# WORK TASK
Going through the data below, please show each line containing the string "does".

RECORDS PROVIDED below:

mod cli;
mod file_utils;
mod logger;
mod m4a;
mod sanitize;
mod store;

use clap::Parser;

use crate::cli::{Cli, LogConfig};
use crate::logger::Logger;
use crate::m4a::{M4aFile, RenameOutcome};

fn main() -> anyhow::Result<()> {
    let cli = Cli::parse();
    let logger = Logger::new(LogConfig::from_cli(&cli));

    let files = if let Some(basedir) = &cli.basedir {
        file_utils::find_m4a_files(basedir)?
    } else if let Some(filename) = &cli.filename {
        vec![filename.clone()]
    } else {
        // clap's arg group enforces one of the two
        anyhow::bail!("--basedir or --filename is required");
    };

    let mut renamed = 0usize;
    let mut failed = 0usize;

    for file in &files {
        let mut m4a = M4aFile::open(file, logger.clone());

        if let Some(artist) = &cli.artist {
            m4a.set_artist(artist);
        }
        if let Some(album) = &cli.album {
            m4a.set_album(album);
        }
        if let Some(genre) = &cli.genre {
            m4a.set_genre(genre);
        }
        if cli.sanitize {
            m4a.sanitize_tags();
        }
        if cli.rename {
            match m4a.rename() {
                Ok(RenameOutcome::Moved(_)) => renamed += 1,
                Ok(RenameOutcome::Unchanged(_)) => {}
                Ok(RenameOutcome::Failed(_)) => failed += 1,
                Err(err) => {
                    failed += 1;
                    logger.warn(&err.to_string());
                }
            }
        }
    }

    if cli.rename {
        logger.info(&format!(
            "processed {} file(s), renamed {}, {} failed",
            files.len(),
            renamed,
            failed
        ));
    } else {
        logger.info(&format!("processed {} file(s)", files.len()));
    }

    Ok(())
}
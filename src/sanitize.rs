use once_cell::sync::Lazy;
use regex::Regex;

/// A single hyphen with a non-hyphen character on each side, whitespace
/// padding allowed. An already-doubled hyphen never matches, and neither
/// does a leading or trailing hyphen with nothing beside it.
static SINGLE_DASH: Lazy<Regex> = Lazy::new(|| Regex::new(r"([^\s-])\s*-\s*([^\s-])").unwrap());

/// A run of one or more slashes with a non-slash character on each side.
static SLASH_RUN: Lazy<Regex> = Lazy::new(|| Regex::new(r"([^\s/])\s*/+\s*([^\s/])").unwrap());

/// Words that keep their casing: leading digit or uppercase letter,
/// optionally behind an opening parenthesis.
static KEEPS_CASE: Lazy<Regex> = Lazy::new(|| Regex::new(r"^\(?[0-9A-Z]").unwrap());

/// The normalization steps in application order. Later steps operate on
/// already-substituted text: brackets are mapped after the separator
/// rewrites, and capitalization runs last so it also collapses any
/// whitespace the earlier steps introduced.
const PIPELINE: &[(&str, fn(&str) -> String)] = &[
    ("dashes", normalize_dashes),
    ("slashes", normalize_slashes),
    ("brackets", substitute_brackets),
    ("capitalize", capitalize_words),
];

/// Canonicalize a tag value. Pure and deterministic; running it on its
/// own output changes nothing, since ` -- ` separators and capitalized
/// words are fixed points of every step.
pub fn sanitize(text: &str) -> String {
    PIPELINE
        .iter()
        .fold(text.to_string(), |value, (_, step)| step(&value))
}

/// Replace until the pattern no longer matches, so chained separators
/// like `a-b-c` normalize fully even though each replacement consumes
/// the character shared with the next match.
fn replace_to_fixpoint(re: &Regex, text: &str, rep: &str) -> String {
    let mut current = text.to_string();
    loop {
        let next = re.replace_all(&current, rep).into_owned();
        if next == current {
            return next;
        }
        current = next;
    }
}

fn normalize_dashes(text: &str) -> String {
    replace_to_fixpoint(&SINGLE_DASH, text, "$1 -- $2")
}

fn normalize_slashes(text: &str) -> String {
    replace_to_fixpoint(&SLASH_RUN, text, "$1 -- $2")
}

fn substitute_brackets(text: &str) -> String {
    text.chars()
        .map(|c| match c {
            '[' => '(',
            ']' => ')',
            other => other,
        })
        .collect()
}

fn capitalize_words(text: &str) -> String {
    text.split_whitespace()
        .map(|word| {
            if KEEPS_CASE.is_match(word) {
                word.to_string()
            } else {
                title_case(word)
            }
        })
        .collect::<Vec<_>>()
        .join(" ")
}

/// Uppercase the first letter, lowercase everything after it. Leading
/// punctuation is passed over, so `(live` becomes `(Live`.
fn title_case(word: &str) -> String {
    let mut out = String::with_capacity(word.len());
    let mut seen_letter = false;
    for c in word.chars() {
        if seen_letter {
            out.extend(c.to_lowercase());
        } else if c.is_alphabetic() {
            seen_letter = true;
            out.extend(c.to_uppercase());
        } else {
            out.push(c);
        }
    }
    out
}

#[cfg(test)]
mod tests {
    use super::*;

    #[test]
    fn test_step_order() {
        let names: Vec<&str> = PIPELINE.iter().map(|(name, _)| *name).collect();
        assert_eq!(names, ["dashes", "slashes", "brackets", "capitalize"]);
    }

    #[test]
    fn test_separator_equivalence() {
        for input in ["foo - bar ", "foo -bar", "foo/bar", "foo // bar", "foo -- bar"] {
            assert_eq!(sanitize(input), "Foo -- Bar", "input: {input:?}");
        }
    }

    #[test]
    fn test_bracket_and_case() {
        assert_eq!(
            sanitize("speak For the earth [live on WFMU]"),
            "Speak For The Earth (Live On WFMU)"
        );
    }

    #[test]
    fn test_bracket_with_slash() {
        assert_eq!(
            sanitize("speak For the earth [demo/WFMU]"),
            "Speak For The Earth (Demo -- WFMU)"
        );
    }

    #[test]
    fn test_chained_separators() {
        assert_eq!(sanitize("one-two-three"), "One -- Two -- Three");
        assert_eq!(sanitize("a/b/c"), "A -- B -- C");
    }

    #[test]
    fn test_doubled_hyphen_not_reprocessed() {
        assert_eq!(sanitize("Foo -- Bar"), "Foo -- Bar");
        assert_eq!(sanitize("Foo --- Bar"), "Foo --- Bar");
    }

    #[test]
    fn test_edge_hyphens_left_alone() {
        assert_eq!(sanitize("-foo"), "-Foo");
        assert_eq!(sanitize("foo-"), "Foo-");
    }

    #[test]
    fn test_capitalization_passthrough() {
        assert_eq!(sanitize("4 non blondes"), "4 Non Blondes");
        assert_eq!(sanitize("MF DOOM"), "MF DOOM");
        assert_eq!(sanitize("go! (NYC)"), "Go! (NYC)");
        assert_eq!(sanitize("don't stop"), "Don't Stop");
    }

    #[test]
    fn test_whitespace_collapsed() {
        assert_eq!(sanitize("  speak   for the  earth "), "Speak For The Earth");
    }

    #[test]
    fn test_idempotent() {
        for input in [
            "foo - bar",
            "foo // bar",
            "already -- Done",
            "4 Non Blondes",
            "speak For the earth [demo/WFMU]",
            "one-two-three",
            "go! (NYC)",
        ] {
            let once = sanitize(input);
            assert_eq!(sanitize(&once), once, "input: {input:?}");
        }
    }
}
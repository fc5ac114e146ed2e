use std::fs;
use std::io;
use std::path::{Path, PathBuf};

use anyhow::{bail, Context};

use crate::m4a::M4A_EXT;

/// Recursively collect `.m4a` files under `basedir`, directory entries
/// sorted at each level. A missing or non-directory basedir is an error
/// the caller treats as fatal.
pub fn find_m4a_files(basedir: &Path) -> anyhow::Result<Vec<PathBuf>> {
    if !basedir.exists() {
        bail!("{} does not exist", basedir.display());
    }
    if !basedir.is_dir() {
        bail!("{} is not a directory", basedir.display());
    }

    let mut files = Vec::new();
    collect_m4a_files(basedir, &mut files)?;
    Ok(files)
}

fn collect_m4a_files(dir: &Path, files: &mut Vec<PathBuf>) -> anyhow::Result<()> {
    let mut entries: Vec<PathBuf> = fs::read_dir(dir)
        .with_context(|| format!("reading {}", dir.display()))?
        .filter_map(|entry| entry.ok().map(|e| e.path()))
        .collect();
    entries.sort();

    for path in entries {
        if path.is_dir() {
            collect_m4a_files(&path, files)?;
        } else if path.extension().and_then(|ext| ext.to_str()) == Some(M4A_EXT) {
            files.push(path);
        }
    }
    Ok(())
}

/// Move `src` to `dst`. Same-directory moves are a single atomic rename.
pub fn move_file(src: &Path, dst: &Path) -> io::Result<()> {
    fs::rename(src, dst)
}

#[cfg(test)]
mod tests {
    use super::*;

    #[test]
    fn test_find_m4a_files_recursive_sorted() {
        let dir = tempfile::tempdir().unwrap();
        let nested = dir.path().join("album");
        fs::create_dir(&nested).unwrap();
        fs::write(dir.path().join("b.m4a"), b"x").unwrap();
        fs::write(dir.path().join("a.m4a"), b"x").unwrap();
        fs::write(dir.path().join("cover.jpg"), b"x").unwrap();
        fs::write(nested.join("c.m4a"), b"x").unwrap();

        let files = find_m4a_files(dir.path()).unwrap();
        assert_eq!(
            files,
            vec![
                dir.path().join("a.m4a"),
                nested.join("c.m4a"),
                dir.path().join("b.m4a"),
            ]
        );
    }

    #[test]
    fn test_find_m4a_files_missing_dir() {
        let err = find_m4a_files(Path::new("/no/such/dir")).unwrap_err();
        assert!(err.to_string().contains("does not exist"));
    }

    #[test]
    fn test_find_m4a_files_not_a_directory() {
        let dir = tempfile::tempdir().unwrap();
        let file = dir.path().join("file.m4a");
        fs::write(&file, b"x").unwrap();

        let err = find_m4a_files(&file).unwrap_err();
        assert!(err.to_string().contains("is not a directory"));
    }

    #[test]
    fn test_move_file() {
        let dir = tempfile::tempdir().unwrap();
        let src = dir.path().join("src.m4a");
        let dst = dir.path().join("dst.m4a");
        fs::write(&src, b"x").unwrap();

        move_file(&src, &dst).unwrap();
        assert!(dst.exists());
        assert!(!src.exists());

        assert!(move_file(&src, &dst).is_err());
    }
}
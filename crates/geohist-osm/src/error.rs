//! Annotation errors.

use chrono::{DateTime, Utc};
use geohist_core::{ElementId, FeatureId};

/// Errors that can occur while annotating ways or relations.
#[derive(Debug, thiserror::Error)]
pub enum AnnotateError {
    /// A referenced child has no versions at all
    #[error("no history recorded for {child}")]
    NoHistory {
        /// The child without history
        child: FeatureId,
        /// First parent referencing it, when known
        parent: Option<ElementId>,
    },

    /// A visible parent references a child that is absent at its start
    #[error("{parent} references {child} which is not visible at {at}")]
    NoVisibleChild {
        /// The parent version
        parent: ElementId,
        /// The absent child
        child: FeatureId,
        /// Start of the parent's validity window
        at: DateTime<Utc>,
    },

    /// Annotation was cancelled before it completed
    #[error("annotation cancelled")]
    Cancelled,

    /// Any other reconciliation failure
    #[error(transparent)]
    Reconcile(geohist_core::Error),
}

impl From<geohist_core::Error> for AnnotateError {
    fn from(err: geohist_core::Error) -> Self {
        use geohist_core::Error;

        match err {
            Error::MalformedHistory { child, parent } => Self::NoHistory { child, parent },
            Error::NoVisibleChild { parent, child, at } => {
                Self::NoVisibleChild { parent, child, at }
            }
            Error::Cancelled => Self::Cancelled,
            other => Self::Reconcile(other),
        }
    }
}

#[cfg(test)]
mod tests {
    use super::*;

    #[test]
    fn malformed_history_maps_to_no_history() {
        let parent = FeatureId::way(1).at_version(2);
        let err = AnnotateError::from(geohist_core::Error::MalformedHistory {
            child: FeatureId::node(5),
            parent: Some(parent),
        });

        assert!(matches!(
            err,
            AnnotateError::NoHistory { child, parent: Some(p) }
                if child == FeatureId::node(5) && p == parent
        ));
        assert_eq!(err.to_string(), "no history recorded for node/5");
    }

    #[test]
    fn other_errors_pass_through() {
        let err = AnnotateError::from(geohist_core::Error::InvalidOptions("bad".to_string()));
        assert!(matches!(
            err,
            AnnotateError::Reconcile(geohist_core::Error::InvalidOptions(_))
        ));
        assert_eq!(err.to_string(), "invalid options: bad");
    }
}
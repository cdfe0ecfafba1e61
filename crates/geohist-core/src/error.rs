//! Errors surfaced by the reconciliation engine.

use crate::feature::{ElementId, FeatureId};
use chrono::{DateTime, Utc};

/// Boxed error returned by a history source.
pub type SourceError = Box<dyn std::error::Error + Send + Sync + 'static>;

/// Result alias for engine operations.
pub type Result<T, E = Error> = std::result::Result<T, E>;

/// Errors that can occur while reconciling a batch of parents.
#[derive(Debug, thiserror::Error)]
pub enum Error {
    /// A referenced child has an empty version set
    #[error("malformed history for {child}: no versions recorded")]
    MalformedHistory {
        /// The child with no versions
        child: FeatureId,
        /// First parent referencing it, when known
        parent: Option<ElementId>,
    },
    /// The history source failed with something other than not-found
    #[error("history retrieval failed for {child}: {source}")]
    Retrieval {
        /// The child being fetched
        child: FeatureId,
        /// Underlying source error
        #[source]
        source: SourceError,
    },
    /// The cancel signal fired before the batch completed
    #[error("reconciliation cancelled")]
    Cancelled,
    /// A visible parent references a child that is absent at its start
    #[error("{parent} references {child} which is not visible at {at}")]
    NoVisibleChild {
        /// The parent version
        parent: ElementId,
        /// The absent child
        child: FeatureId,
        /// Start of the parent's validity window
        at: DateTime<Utc>,
    },
    /// Options failed validation
    #[error("invalid options: {0}")]
    InvalidOptions(String),
    /// A fetch task terminated abnormally
    #[error("fetch task failed: {0}")]
    Task(String),
}

impl Error {
    /// The parent version that triggered the failure, if identifiable.
    #[must_use]
    pub fn parent(&self) -> Option<ElementId> {
        match self {
            Error::MalformedHistory { parent, .. } => *parent,
            Error::NoVisibleChild { parent, .. } => Some(*parent),
            _ => None,
        }
    }

    /// The child feature involved in the failure, if any.
    #[must_use]
    pub fn child(&self) -> Option<FeatureId> {
        match self {
            Error::MalformedHistory { child, .. }
            | Error::Retrieval { child, .. }
            | Error::NoVisibleChild { child, .. } => Some(*child),
            _ => None,
        }
    }
}
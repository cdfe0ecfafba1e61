//! Validity windows of parent versions.

use crate::feature::Parent;
use chrono::{DateTime, Utc};
use serde::{Deserialize, Serialize};

/// The half-open interval `[start, end)` during which a parent version is current.
#[derive(Debug, Clone, Copy, PartialEq, Eq, Serialize, Deserialize)]
pub struct ValidityWindow {
    /// Effective timestamp of the parent version
    pub start: DateTime<Utc>,
    /// Effective timestamp of the next version; `None` if unbounded
    pub end: Option<DateTime<Utc>>,
}

impl ValidityWindow {
    /// Create a window, collapsing it to empty if `end` is not after `start`.
    #[must_use]
    pub fn new(start: DateTime<Utc>, end: Option<DateTime<Utc>>) -> Self {
        let end = end.map(|end| end.max(start));
        Self { start, end }
    }

    /// Resolve the window of `parent`.
    ///
    /// The start is the committed timestamp rather than the nominal edit
    /// timestamp; only the committed one is causally consistent with child
    /// timestamps from the same store.
    #[must_use]
    pub fn resolve<P: Parent>(parent: &P, next_effective: Option<DateTime<Utc>>) -> Self {
        let start = parent.effective_timestamp();

        if parent.committed().is_some() && start != parent.timestamp() {
            tracing::debug!(
                parent = %parent.element_id(),
                nominal = %parent.timestamp(),
                committed = %start,
                "Committed timestamp diverges from nominal"
            );
        }

        if let Some(next) = next_effective {
            if next <= start {
                tracing::debug!(
                    parent = %parent.element_id(),
                    start = %start,
                    next = %next,
                    "Next version takes effect before this one, window is empty"
                );
            }
        }

        Self::new(start, next_effective)
    }

    /// Whether the window has no upper bound.
    #[must_use]
    pub fn is_open(&self) -> bool {
        self.end.is_none()
    }

    /// Whether the window contains no instant at all.
    #[must_use]
    pub fn is_empty(&self) -> bool {
        self.end.is_some_and(|end| end <= self.start)
    }

    /// Whether `at` lies within `[start, end)`.
    #[must_use]
    pub fn contains(&self, at: DateTime<Utc>) -> bool {
        at >= self.start && self.end.map_or(true, |end| at < end)
    }

    /// Whether `at` lies strictly after the start and before the end.
    #[must_use]
    pub fn admits_transition(&self, at: DateTime<Utc>) -> bool {
        at > self.start && self.end.map_or(true, |end| at < end)
    }

    /// The remainder of this window from `from` onward.
    #[must_use]
    pub fn tail(&self, from: DateTime<Utc>) -> Self {
        Self::new(from.max(self.start), self.end)
    }
}
//! Batch orchestration: fetch child histories, then reconcile every parent.

use crate::cancel::CancelSignal;
use crate::checkpoint::{materialize, Reconciliation};
use crate::error::{Error, Result};
use crate::feature::{Child, FeatureId, Parent};
use crate::options::Options;
use crate::source::HistorySource;
use crate::timeline::Timeline;
use crate::window::ValidityWindow;
use chrono::{DateTime, Duration, Utc};
use std::collections::{BTreeSet, HashMap};
use std::sync::Arc;
use tokio::task::JoinSet;

/// Reconcile a batch of parent versions.
///
/// Every distinct child referenced by a visible parent is fetched once, with at
/// most `options.concurrency_limit` fetches in flight. Once all histories are
/// in, each parent is reconciled over its validity window. The window of a
/// parent ends where the next higher version of the same feature in `parents`
/// takes effect.
///
/// Results are positionally aligned with `parents`. The batch is all or
/// nothing: the first error (or cancellation) discards every result.
///
/// # Errors
///
/// - [`Error::InvalidOptions`] if the options fail validation
/// - [`Error::Retrieval`] if the source fails with anything but not-found
/// - [`Error::MalformedHistory`] if the source returns no versions for a child
/// - [`Error::NoVisibleChild`] if `require_visible_children` is set and violated
/// - [`Error::Cancelled`] if `cancel` fires first
pub async fn reconcile<P, C, S>(
    parents: &[P],
    source: Arc<S>,
    options: &Options,
    cancel: &CancelSignal,
) -> Result<Vec<Reconciliation<C>>>
where
    P: Parent,
    C: Child,
    S: HistorySource<C>,
{
    let threshold = options.validate()?;
    if cancel.is_cancelled() {
        return Err(Error::Cancelled);
    }

    let children: BTreeSet<FeatureId> = parents
        .iter()
        .filter(|p| p.visible())
        .flat_map(|p| p.refs().iter().copied())
        .collect();

    tracing::info!(
        parents = parents.len(),
        children = children.len(),
        concurrency = options.concurrency_limit,
        "Reconciling batch"
    );

    let timelines = fetch_timelines(children, source, options.concurrency_limit, cancel)
        .await
        .map_err(|err| attach_parent(err, parents))?;

    let next = next_effective(parents);
    let mut results = Vec::with_capacity(parents.len());
    for (parent, next) in parents.iter().zip(next) {
        if cancel.is_cancelled() {
            return Err(Error::Cancelled);
        }
        results.push(reconcile_parent(parent, next, &timelines, options, threshold)?);
    }

    tracing::info!(
        parents = results.len(),
        updates = results.iter().map(|r| r.updates.len()).sum::<usize>(),
        "Batch reconciled"
    );

    Ok(results)
}
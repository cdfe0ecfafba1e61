//! # geohist
//!
//! Annotates way and relation versions with the child versions that were in
//! effect while each parent version was current, and lists every later child
//! change as an update.
//!
//! Child histories come from a `SQLite` database filled with `geohist import`,
//! or from a JSON document named by `GEOHIST_HISTORY_FILE`. Annotated
//! documents are written to stdout; logs go to stderr.

use anyhow::Result;
use std::env;
use std::path::Path;
use tracing_subscriber::EnvFilter;

mod config;
mod runtime;
mod store;

pub use config::CliConfig;
pub use runtime::Runtime;

#[tokio::main]
async fn main() -> Result<()> {
    let args: Vec<String> = env::args().collect();

    if args.len() < 2 {
        print_help();
        return Ok(());
    }

    // Initialize logging
    tracing_subscriber::fmt()
        .with_writer(std::io::stderr)
        .with_env_filter(
            EnvFilter::try_from_default_env().unwrap_or_else(|_| EnvFilter::new("info")),
        )
        .init();

    match args[1].as_str() {
        "import" => {
            let path = file_arg(&args, "import <history.json>");
            let runtime = Runtime::new(CliConfig::from_env()?);
            let imported = runtime.import(path)?;
            println!("Imported {imported} versions");
        }
        "ways" => {
            let path = file_arg(&args, "ways <input.json>");
            let runtime = Runtime::new(CliConfig::from_env()?);
            cancel_on_interrupt(&runtime);
            let doc = runtime.ways(path).await?;
            println!("{}", doc.to_json()?);
        }
        "relations" => {
            let path = file_arg(&args, "relations <input.json>");
            let runtime = Runtime::new(CliConfig::from_env()?);
            cancel_on_interrupt(&runtime);
            let doc = runtime.relations(path).await?;
            println!("{}", doc.to_json()?);
        }
        "help" | "--help" | "-h" => {
            print_help();
        }
        cmd => {
            eprintln!("Unknown command: {cmd}");
            print_help();
            std::process::exit(1);
        }
    }

    Ok(())
}

fn file_arg<'a>(args: &'a [String], usage: &str) -> &'a Path {
    if let Some(path) = args.get(2) {
        Path::new(path)
    } else {
        eprintln!("Usage: geohist {usage}");
        std::process::exit(1);
    }
}

fn cancel_on_interrupt(runtime: &Runtime) {
    let cancel = runtime.cancel_signal();
    tokio::spawn(async move {
        if tokio::signal::ctrl_c().await.is_ok() {
            tracing::warn!("Interrupt received, cancelling");
            cancel.cancel();
        }
    });
}

fn print_help() {
    println!(
        r"geohist

USAGE:
    geohist <COMMAND> <FILE>

COMMANDS:
    import <history.json>     Store every version in the document in the history database
    ways <input.json>         Annotate the ways of the document and print it
    relations <input.json>    Annotate the relations of the document and print it
    help                      Show this help message

ENVIRONMENT:
    GEOHIST_THRESHOLD_SECS    Minimum spacing between updates (default 1800)
    GEOHIST_CONCURRENCY       Maximum simultaneous history lookups (default 16)
    GEOHIST_DB_PATH           History database (default ./geohist.db)
    GEOHIST_HISTORY_FILE      Read histories from this JSON document instead
    GEOHIST_REQUIRE_VISIBLE   Fail on children absent at the parent's timestamp
    RUST_LOG                  Log filter (default info)

EXAMPLES:
    geohist import history.json
    GEOHIST_THRESHOLD_SECS=600 geohist ways ways.json > annotated.json
"
    );
}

End of RECORDS PROVIDED.

# WRITTEN RESPONSE
/// does a leading or trailing hyphen with nothing beside it.
        bail!("{} does not exist", basedir.display());
        assert!(err.to_string().contains("does not exist"));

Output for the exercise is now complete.